Below are records; output all of them exactly.

» INFORMATION GIVEN:

□ □ □

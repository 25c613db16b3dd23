//! Expression evaluation errors

use thiserror::Error;

/// Errors from parsing or evaluating an expression
#[derive(Debug, Clone, PartialEq, Error)]
pub enum EvaluationError {
    /// Expression text is malformed
    #[error("parse error at offset {position}: {message}")]
    Parse { position: usize, message: String },

    /// A referenced meter has no current value
    #[error("meter '{0}' has no value")]
    MissingMeter(String),

    /// Division or remainder with a zero divisor
    #[error("division by zero")]
    DivisionByZero,

    /// Result (or an input) is NaN
    #[error("result is not a number")]
    NotANumber,

    /// Result (or an input) is infinite
    #[error("result is infinite")]
    Infinite,

    /// Expression references no meters where at least one is required
    #[error("expression references no meters")]
    NoReferences,

    /// Function name not recognized
    #[error("unknown function '{0}'")]
    UnknownFunction(String),

    /// Function called with the wrong number of arguments
    #[error("function '{function}' expects {expected} argument(s), got {got}")]
    Arity {
        function: &'static str,
        expected: &'static str,
        got: usize,
    },
}

impl EvaluationError {
    /// Create a parse error
    pub fn parse(position: usize, message: impl Into<String>) -> Self {
        Self::Parse {
            position,
            message: message.into(),
        }
    }

    /// Classify a non-finite value
    ///
    /// Returns `None` for finite values.
    pub fn non_finite(value: f64) -> Option<Self> {
        if value.is_nan() {
            Some(Self::NotANumber)
        } else if value.is_infinite() {
            Some(Self::Infinite)
        } else {
            None
        }
    }
}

□ □ □

» SOLUTION TO THIS EXERCISE:
repository 25c613db16b3dd23
//! Expression evaluation errors

use thiserror::Error;

/// Errors from parsing or evaluating an expression
#[derive(Debug, Clone, PartialEq, Error)]
pub enum EvaluationError {
    /// Expression text is malformed
    #[error("parse error at offset {position}: {message}")]
    Parse { position: usize, message: String },

    /// A referenced meter has no current value
    #[error("meter '{0}' has no value")]
    MissingMeter(String),

    /// Division or remainder with a zero divisor
    #[error("division by zero")]
    DivisionByZero,

    /// Result (or an input) is NaN
    #[error("result is not a number")]
    NotANumber,

    /// Result (or an input) is infinite
    #[error("result is infinite")]
    Infinite,

    /// Expression references no meters where at least one is required
    #[error("expression references no meters")]
    NoReferences,

    /// Function name not recognized
    #[error("unknown function '{0}'")]
    UnknownFunction(String),

    /// Function called with the wrong number of arguments
    #[error("function '{function}' expects {expected} argument(s), got {got}")]
    Arity {
        function: &'static str,
        expected: &'static str,
        got: usize,
    },
}

impl EvaluationError {
    /// Create a parse error
    pub fn parse(position: usize, message: impl Into<String>) -> Self {
        Self::Parse {
            position,
            message: message.into(),
        }
    }

    /// Classify a non-finite value
    ///
    /// Returns `None` for finite values.
    pub fn non_finite(value: f64) -> Option<Self> {
        if value.is_nan() {
            Some(Self::NotANumber)
        } else if value.is_infinite() {
            Some(Self::Infinite)
        } else {
            None
        }
    }
}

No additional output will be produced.